Seconds, Minutes, Hours

Seconds, minutes, hours.

These are the abstraction levels at which you plan your day.

Seconds

There won’t be many entries in your daily plan that only take a few seconds, but some can be valuable: taking your vitamins comes to mind.

Because they take so little time, they’ll be included only if they’re important to remember or need to be done at a certain time. If not, you can just let them go by, include them as part of other activities, or just do them, rather than adding them to your plan.

Minutes

Activities that take minutes are more common: brushing your teeth, flossing, eating breakfast, writing in your journal, etc.

These will make up the bulk of your plan, but not the bulk of your day. Most of my daily habits take 10-15 minutes each. From one perspective, they’re the most important things I’ll do during the day.

Hours

Stuff that takes an hour or more generally has some internal structure to it, and that structure doesn’t make sense to add to your plan. My lifting will take an hour but involves a bunch of different exercises. Some tasks at work can easily take two or three hours, and it’s good to set aside the time to do those things.
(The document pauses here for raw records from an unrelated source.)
use lustre_backend::{
    ash::vk,
    dynamic_constants,
    vk_sync::AccessType,
    vulkan::{image::*, ray_tracing::RayTracingAcceleration},
};

use crate::Image;

use super::{
    BindRgRef, Buffer, GpuSrv, GpuUav, Handle, PassBuilder, Ref, RenderPassApi, RenderPassBinding,
    Resource, RgComputePipelineHandle,
};

/// Constant data whose dynamic-constants offset is only known at render time.
pub trait ConstBlob {
    fn push_self(
        self: Box<Self>,
        dynamic_constants: &mut dynamic_constants::DynamicConstants,
    ) -> u32;
}

impl<T> ConstBlob for T
where
    T: Copy + 'static,
{
    fn push_self(
        self: Box<Self>,
        dynamic_constants: &mut dynamic_constants::DynamicConstants,
    ) -> u32 {
        dynamic_constants.push(self.as_ref())
    }
}

struct VecBlob<T>(Vec<T>);

impl<T> ConstBlob for VecBlob<T>
where
    T: Copy + 'static,
{
    fn push_self(
        self: Box<Self>,
        dynamic_constants: &mut dynamic_constants::DynamicConstants,
    ) -> u32 {
        dynamic_constants.push_from_iter(self.0.into_iter())
    }
}

pub struct SimpleRenderPassState<RgPipelineHandle> {
    pipeline: RgPipelineHandle,
    bindings: Vec<RenderPassBinding>,
    const_blobs: Vec<(usize, Box<dyn ConstBlob>)>,
    raw_descriptor_sets: Vec<(u32, vk::DescriptorSet)>,
}

impl<RgPipelineHandle> SimpleRenderPassState<RgPipelineHandle>
where
    RgPipelineHandle: super::IntoRenderPassPipelineBinding + Copy,
{
    pub fn new(pipeline: RgPipelineHandle) -> Self {
        Self {
            pipeline,
            bindings: Vec::new(),
            const_blobs: Vec::new(),
            raw_descriptor_sets: Vec::new(),
        }
    }

    fn patch_const_blobs(&mut self, api: &mut RenderPassApi) {
        let dynamic_constants = api.dynamic_constants();

        let const_blobs = std::mem::take(&mut self.const_blobs);
        for (binding_idx, blob) in const_blobs {
            let dynamic_constants_offset = ConstBlob::push_self(blob, dynamic_constants);
            match &mut self.bindings[binding_idx] {
                RenderPassBinding::DynamicConstants(offset)
                | RenderPassBinding::DynamicConstantsStorageBuffer(offset) => {
                    *offset = dynamic_constants_offset;
                }
                _ => unreachable!(),
            }
        }
    }

    fn create_pipeline_binding(
        &mut self,
    ) -> super::RenderPassPipelineBinding<'_, RgPipelineHandle> {
        let mut res = self
            .pipeline
            .into_binding()
            .descriptor_set(0, &self.bindings);

        for &(set_idx, binding) in &self.raw_descriptor_sets {
            res = res.raw_descriptor_set(set_idx, binding);
        }

        res
    }
}

/// Builder for the common shape of pass in this renderer: one compute
/// pipeline, reads and writes bound to set 0 in declaration order, then a
/// direct or indirect dispatch.
pub struct SimpleRenderPass<'rg, RgPipelineHandle> {
    pass: PassBuilder<'rg>,
    state: SimpleRenderPassState<RgPipelineHandle>,
}

impl<'rg> SimpleRenderPass<'rg, RgComputePipelineHandle> {
    pub fn new_compute(mut pass: PassBuilder<'rg>, pipeline_path: &str) -> Self {
        let pipeline = pass.register_compute_pipeline(pipeline_path);

        Self {
            pass,
            state: SimpleRenderPassState::new(pipeline),
        }
    }

    pub fn dispatch(self, extent: [u32; 3]) {
        let mut state = self.state;

        self.pass.render(move |api| {
            state.patch_const_blobs(api);

            let pipeline = api.bind_compute_pipeline(state.create_pipeline_binding())?;

            pipeline.dispatch(extent);

            Ok(())
        });
    }

    /// Dispatches with group counts read from `args_buffer`, filled in by an
    /// earlier pass from the ray counters.
    pub fn dispatch_indirect(mut self, args_buffer: &Handle<Buffer>, args_buffer_offset: u64) {
        let args_buffer_ref = self.pass.read(args_buffer, AccessType::IndirectBuffer);
        let mut state = self.state;

        self.pass.render(move |api| {
            state.patch_const_blobs(api);

            let pipeline = api.bind_compute_pipeline(state.create_pipeline_binding())?;

            pipeline.dispatch_indirect(args_buffer_ref, args_buffer_offset);

            Ok(())
        });
    }
}

impl<'rg, RgPipelineHandle> SimpleRenderPass<'rg, RgPipelineHandle> {
    pub fn read<Res>(mut self, handle: &Handle<Res>) -> Self
    where
        Res: Resource + 'static,
        Ref<Res, GpuSrv>: BindRgRef,
    {
        let handle_ref = self.pass.read(
            handle,
            AccessType::AnyShaderReadSampledImageOrUniformTexelBuffer,
        );

        self.state.bindings.push(BindRgRef::bind(&handle_ref));

        self
    }

    /// Like [`SimpleRenderPass::read`], but samples a single aspect of the
    /// image. Used for the depth aspect of depth-stencil targets.
    pub fn read_aspect(
        mut self,
        handle: &Handle<Image>,
        aspect_mask: vk::ImageAspectFlags,
    ) -> Self {
        let handle_ref = self.pass.read(
            handle,
            AccessType::AnyShaderReadSampledImageOrUniformTexelBuffer,
        );

        self.state
            .bindings
            .push(handle_ref.bind_view(ImageViewDescBuilder::default().aspect_mask(aspect_mask)));

        self
    }

    /// Binds an acceleration structure for ray queries within the pass.
    pub fn tlas(mut self, handle: &Handle<RayTracingAcceleration>) -> Self {
        let handle_ref = self.pass.read(handle, AccessType::AnyShaderReadOther);

        self.state.bindings.push(BindRgRef::bind(&handle_ref));

        self
    }

    pub fn write<Res>(mut self, handle: &mut Handle<Res>) -> Self
    where
        Res: Resource + 'static,
        Ref<Res, GpuUav>: BindRgRef,
    {
        let handle_ref = self.pass.write(handle, AccessType::AnyShaderWrite);

        self.state.bindings.push(BindRgRef::bind(&handle_ref));

        self
    }

    pub fn write_no_sync<Res>(mut self, handle: &mut Handle<Res>) -> Self
    where
        Res: Resource + 'static,
        Ref<Res, GpuUav>: BindRgRef,
    {
        let handle_ref = self.pass.write_no_sync(handle, AccessType::AnyShaderWrite);

        self.state.bindings.push(BindRgRef::bind(&handle_ref));

        self
    }

    pub fn constants<T: ConstBlob + 'static>(mut self, consts: T) -> Self {
        let binding_idx = self.state.bindings.len();

        self.state
            .bindings
            .push(RenderPassBinding::DynamicConstants(0));
        self.state.const_blobs.push((binding_idx, Box::new(consts)));

        self
    }

    pub fn dynamic_storage_buffer_vec<T: Copy + 'static>(mut self, consts: Vec<T>) -> Self {
        let binding_idx = self.state.bindings.len();

        self.state
            .bindings
            .push(RenderPassBinding::DynamicConstantsStorageBuffer(0));
        self.state
            .const_blobs
            .push((binding_idx, Box::new(VecBlob(consts))));

        self
    }

    pub fn raw_descriptor_set(mut self, set_idx: u32, set: vk::DescriptorSet) -> Self {
        self.state.raw_descriptor_sets.push((set_idx, set));
        self
    }
}
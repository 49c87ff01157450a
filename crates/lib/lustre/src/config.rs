//! Runtime configuration for the reflections pipeline, and the kernel
//! flag word derived from it.

pub const KERNEL_FLAG_USE_HIT_COUNTER: u32 = 1 << 0;
pub const KERNEL_FLAG_USE_SCREEN_SPACE: u32 = 1 << 1;
pub const KERNEL_FLAG_USE_RAY_TRACING: u32 = 1 << 2;
pub const KERNEL_FLAG_RESOLVE_TRANSPARENT: u32 = 1 << 3;
pub const KERNEL_FLAG_SHADING_USE_SCREEN: u32 = 1 << 5;
pub const KERNEL_FLAG_SHOW_DEBUG_TARGET: u32 = 1 << 13;
pub const KERNEL_FLAG_SHOW_INTERSECTION: u32 = 1 << 14;
pub const KERNEL_FLAG_SHOW_REFLECTION_TARGET: u32 = 1 << 15;
pub const KERNEL_FLAG_APPLY_REFLECTIONS: u32 = 1 << 16;
pub const KERNEL_FLAG_INTERSECTION_ACCUMULATE: u32 = 1 << 17;
pub const KERNEL_FLAG_VISUALIZE_WAVES: u32 = 1 << 18;
pub const KERNEL_FLAG_VISUALIZE_AVG_RADIANCE: u32 = 1 << 19;
pub const KERNEL_FLAG_VISUALIZE_VARIANCE: u32 = 1 << 20;
pub const KERNEL_FLAG_VISUALIZE_NUM_SAMPLES: u32 = 1 << 21;
pub const KERNEL_FLAG_VISUALIZE_RAY_LENGTH: u32 = 1 << 23;
pub const KERNEL_FLAG_VISUALIZE_REPROJECTION: u32 = 1 << 25;
pub const KERNEL_FLAG_VISUALIZE_TRANSPARENT_QUERY: u32 = 1 << 26;
pub const KERNEL_FLAG_VISUALIZE_HIT_COUNTER: u32 = 1 << 27;
pub const KERNEL_FLAG_VISUALIZE_PRIMARY_RAYS: u32 = 1 << 28;

#[derive(Debug, Clone, Copy, PartialEq, Eq)]
#[repr(u32)]
pub enum UpscaleMode {
    Point = 0,
    Bilinear = 1,
    Fsr = 2,
    FsrWithEdgeCorrection = 3,
}

/// Debug visualization selector. `None` renders normally; everything else
/// replaces the composited output with the named view.
#[derive(Debug, Clone, Copy, PartialEq, Eq)]
pub enum DebugView {
    None,
    Intersection,
    ReflectionTarget,
    Waves,
    AverageRadiance,
    Variance,
    NumSamples,
    RayLength,
    Reprojection,
    TransparentQuery,
    HitCounter,
    PrimaryRays,
}

impl Default for DebugView {
    fn default() -> Self {
        Self::None
    }
}

impl DebugView {
    fn flag_bits(self) -> u32 {
        match self {
            Self::None => 0,
            Self::Intersection => KERNEL_FLAG_SHOW_DEBUG_TARGET | KERNEL_FLAG_SHOW_INTERSECTION,
            Self::ReflectionTarget => {
                KERNEL_FLAG_SHOW_DEBUG_TARGET | KERNEL_FLAG_SHOW_REFLECTION_TARGET
            }
            Self::Waves => KERNEL_FLAG_SHOW_DEBUG_TARGET | KERNEL_FLAG_VISUALIZE_WAVES,
            Self::AverageRadiance => {
                KERNEL_FLAG_SHOW_DEBUG_TARGET | KERNEL_FLAG_VISUALIZE_AVG_RADIANCE
            }
            Self::Variance => KERNEL_FLAG_SHOW_DEBUG_TARGET | KERNEL_FLAG_VISUALIZE_VARIANCE,
            Self::NumSamples => KERNEL_FLAG_SHOW_DEBUG_TARGET | KERNEL_FLAG_VISUALIZE_NUM_SAMPLES,
            Self::RayLength => KERNEL_FLAG_SHOW_DEBUG_TARGET | KERNEL_FLAG_VISUALIZE_RAY_LENGTH,
            Self::Reprojection => {
                KERNEL_FLAG_SHOW_DEBUG_TARGET | KERNEL_FLAG_VISUALIZE_REPROJECTION
            }
            Self::TransparentQuery => {
                KERNEL_FLAG_SHOW_DEBUG_TARGET | KERNEL_FLAG_VISUALIZE_TRANSPARENT_QUERY
            }
            Self::HitCounter => KERNEL_FLAG_SHOW_DEBUG_TARGET | KERNEL_FLAG_VISUALIZE_HIT_COUNTER,
            Self::PrimaryRays => {
                KERNEL_FLAG_SHOW_DEBUG_TARGET | KERNEL_FLAG_VISUALIZE_PRIMARY_RAYS
            }
        }
    }
}

/// Policy for promoting screen-space misses to hardware rays. Carried in
/// frame constants so the kernels stay policy-free.
#[derive(Debug, Clone, Copy, PartialEq)]
pub struct HybridPromotion {
    /// Weight given to the partial screen-space march when its ray respawns
    /// as a hardware ray. Zero discards the screen-space contribution.
    pub miss_weight: f32,
    /// Fraction of screen-space misses promoted to hardware rays.
    pub spawn_rate: f32,
}

impl Default for HybridPromotion {
    fn default() -> Self {
        Self {
            miss_weight: 0.5,
            spawn_rate: 0.02,
        }
    }
}

/// Full configuration surface of the reflections pipeline.
///
/// Disabling both tracing lanes is valid; the classifier then produces
/// empty ray lists and the composite contributes zero radiance.
#[derive(Debug, Clone, Copy, PartialEq)]
pub struct ReflectionsConfig {
    pub enable_screen_space_tracing: bool,
    pub enable_hardware_tracing: bool,
    pub enable_hit_counter_feedback: bool,
    pub resolve_transparent: bool,
    pub shade_hits_from_screen: bool,
    pub apply_reflections: bool,
    pub accumulate_intersection_output: bool,

    /// Pixels rougher than this are excluded from reflections entirely.
    pub roughness_threshold: f32,
    /// Pixels rougher than this never take the hardware lane.
    pub rt_roughness_threshold: f32,
    /// Above this roughness the edge-aware upscale falls back to bilinear.
    pub fsr_roughness_threshold: f32,

    pub max_traversal_iterations: u32,
    pub min_traversal_occupancy: u32,
    pub most_detailed_mip: u32,
    pub samples_per_quad: u32,
    pub random_samples_per_pixel: u32,
    pub depth_buffer_thickness: f32,
    pub ssr_confidence_threshold: f32,
    pub ssr_thickness_length_factor: f32,
    pub reflections_backfacing_threshold: f32,
    pub depth_similarity_sigma: f32,

    pub temporal_stability_factor: f32,
    pub history_clip_weight: f32,
    pub max_history_samples: u32,
    pub temporal_variance_guided_tracing: bool,
    pub variance_threshold: f32,

    pub hybrid: HybridPromotion,
    pub max_raytraced_distance: f32,
    pub ray_length_exp_factor: f32,
    pub reflection_factor: f32,

    /// Reflection targets are `base * scale`, rounded down. Ignored when
    /// `optimized_downsample` selects the fixed half-resolution path.
    pub reflection_resolution_scale: f32,
    pub optimized_downsample: bool,
    pub upscale_mode: UpscaleMode,

    pub debug_view: DebugView,
}

impl Default for ReflectionsConfig {
    fn default() -> Self {
        Self {
            enable_screen_space_tracing: true,
            enable_hardware_tracing: true,
            enable_hit_counter_feedback: true,
            resolve_transparent: false,
            shade_hits_from_screen: true,
            apply_reflections: true,
            accumulate_intersection_output: false,

            roughness_threshold: 0.22,
            rt_roughness_threshold: 0.22,
            fsr_roughness_threshold: 0.03,

            max_traversal_iterations: 128,
            min_traversal_occupancy: 4,
            most_detailed_mip: 0,
            samples_per_quad: 1,
            random_samples_per_pixel: 32,
            depth_buffer_thickness: 0.015,
            ssr_confidence_threshold: 0.9,
            ssr_thickness_length_factor: 0.01,
            reflections_backfacing_threshold: 0.0,
            depth_similarity_sigma: 1.0,

            temporal_stability_factor: 0.7,
            history_clip_weight: 0.1,
            max_history_samples: 32,
            temporal_variance_guided_tracing: true,
            variance_threshold: 0.02,

            hybrid: HybridPromotion::default(),
            max_raytraced_distance: 100.0,
            ray_length_exp_factor: 5.0,
            reflection_factor: 1.3,

            reflection_resolution_scale: 1.0,
            optimized_downsample: false,
            upscale_mode: UpscaleMode::FsrWithEdgeCorrection,

            debug_view: DebugView::None,
        }
    }
}

impl ReflectionsConfig {
    /// Packs the enable switches and the debug selector into the mask the
    /// kernels branch on.
    pub fn kernel_flags(&self) -> u32 {
        let mut flags = 0;

        if self.enable_hit_counter_feedback {
            flags |= KERNEL_FLAG_USE_HIT_COUNTER;
        }
        if self.enable_screen_space_tracing {
            flags |= KERNEL_FLAG_USE_SCREEN_SPACE;
        }
        if self.enable_hardware_tracing {
            flags |= KERNEL_FLAG_USE_RAY_TRACING;
        }
        if self.resolve_transparent {
            flags |= KERNEL_FLAG_RESOLVE_TRANSPARENT;
        }
        if self.shade_hits_from_screen {
            flags |= KERNEL_FLAG_SHADING_USE_SCREEN;
        }
        if self.apply_reflections {
            flags |= KERNEL_FLAG_APPLY_REFLECTIONS;
        }
        if self.accumulate_intersection_output {
            flags |= KERNEL_FLAG_INTERSECTION_ACCUMULATE;
        }

        flags | self.debug_view.flag_bits()
    }

    pub fn reflection_extent(&self, base: [u32; 2]) -> [u32; 2] {
        if self.optimized_downsample {
            [(base[0] / 2).max(1), (base[1] / 2).max(1)]
        } else {
            let w = (base[0] as f32 * self.reflection_resolution_scale) as u32;
            let h = (base[1] as f32 * self.reflection_resolution_scale) as u32;
            [w.max(1), h.max(1)]
        }
    }
}

/// Specialization axes of the intersection pipelines. Each combination is a
/// separate pipeline so the kernels carry no runtime branches on these.
#[derive(Debug, Clone, Copy, PartialEq, Eq, Hash, Default)]
pub struct PipelineVariant {
    pub debug_output: bool,
    pub resolve_transparent: bool,
    pub shade_from_screen: bool,
    pub upscaled: bool,
}

impl PipelineVariant {
    pub const COUNT: usize = 16;

    pub fn from_config(config: &ReflectionsConfig) -> Self {
        Self {
            debug_output: config.debug_view != DebugView::None,
            resolve_transparent: config.resolve_transparent,
            shade_from_screen: config.shade_hits_from_screen,
            upscaled: config.reflection_resolution_scale < 1.0 || config.optimized_downsample,
        }
    }

    pub fn index(self) -> usize {
        (self.debug_output as usize)
            | (self.resolve_transparent as usize) << 1
            | (self.shade_from_screen as usize) << 2
            | (self.upscaled as usize) << 3
    }

    pub fn from_index(index: usize) -> Self {
        assert!(index < Self::COUNT);
        Self {
            debug_output: index & 1 != 0,
            resolve_transparent: index & 2 != 0,
            shade_from_screen: index & 4 != 0,
            upscaled: index & 8 != 0,
        }
    }

    /// All sixteen combinations, in index order.
    pub fn all() -> impl Iterator<Item = Self> {
        (0..Self::COUNT).map(Self::from_index)
    }

    /// Path of the kernel binary compiled for this variant. The shader build
    /// emits one `.spv` per variant index, `<stem>.v<index>.spv`.
    pub fn kernel_path(self, stem: &str) -> String {
        format!("reflections/{}.v{}.spv", stem, self.index())
    }
}

#[cfg(test)]
mod tests {
    use super::*;

    #[test]
    fn variant_table_is_exhaustive() {
        let variants: Vec<_> = PipelineVariant::all().collect();
        assert_eq!(variants.len(), PipelineVariant::COUNT);

        for (idx, variant) in variants.iter().enumerate() {
            assert_eq!(variant.index(), idx);
            assert_eq!(PipelineVariant::from_index(idx), *variant);
        }

        // No two variants collapse to the same index.
        for a in PipelineVariant::all() {
            for b in PipelineVariant::all() {
                if a != b {
                    assert_ne!(a.index(), b.index());
                }
            }
        }
    }

    #[test]
    fn variant_selects_kernel_binary() {
        let config = ReflectionsConfig::default();
        let variant = PipelineVariant::from_config(&config);
        assert_eq!(
            variant.kernel_path("intersect_hardware"),
            format!("reflections/intersect_hardware.v{}.spv", variant.index())
        );

        let mut transparent = config;
        transparent.resolve_transparent = true;
        assert_ne!(
            PipelineVariant::from_config(&transparent).kernel_path("shade_hits"),
            variant.kernel_path("shade_hits")
        );

        let mut downsampled = config;
        downsampled.optimized_downsample = true;
        assert!(PipelineVariant::from_config(&downsampled).upscaled);
    }

    #[test]
    fn kernel_flags_reflect_enables() {
        let mut config = ReflectionsConfig::default();
        config.enable_screen_space_tracing = true;
        config.enable_hardware_tracing = false;
        config.enable_hit_counter_feedback = false;
        config.debug_view = DebugView::None;

        let flags = config.kernel_flags();
        assert_ne!(flags & KERNEL_FLAG_USE_SCREEN_SPACE, 0);
        assert_eq!(flags & KERNEL_FLAG_USE_RAY_TRACING, 0);
        assert_eq!(flags & KERNEL_FLAG_USE_HIT_COUNTER, 0);

        config.debug_view = DebugView::Variance;
        let flags = config.kernel_flags();
        assert_ne!(flags & KERNEL_FLAG_SHOW_DEBUG_TARGET, 0);
        assert_ne!(flags & KERNEL_FLAG_VISUALIZE_VARIANCE, 0);
    }

    #[test]
    fn upscale_modes_have_stable_values() {
        assert_eq!(UpscaleMode::Point as u32, 0);
        assert_eq!(UpscaleMode::Bilinear as u32, 1);
        assert_eq!(UpscaleMode::Fsr as u32, 2);
        assert_eq!(UpscaleMode::FsrWithEdgeCorrection as u32, 3);
    }

    #[test]
    fn reflection_extent_never_zero() {
        let mut config = ReflectionsConfig::default();
        config.reflection_resolution_scale = 0.25;
        assert_eq!(config.reflection_extent([1920, 1080]), [480, 270]);

        config.optimized_downsample = true;
        assert_eq!(config.reflection_extent([1920, 1080]), [960, 540]);
        assert_eq!(config.reflection_extent([1, 1]), [1, 1]);
    }
}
The trick with big tasks is knowing when it’s really more effective to break them down in your plan. It won’t be obvious at first. So it’s worth experimenting to find out what works for you. Maybe if you’re adding some cardio at the end of your workouts it makes sense to call that out in your daily plan. It helps you remember, gives the dopamine boost when you check it off, separately from the rest of your workout, and helps to build the new habit.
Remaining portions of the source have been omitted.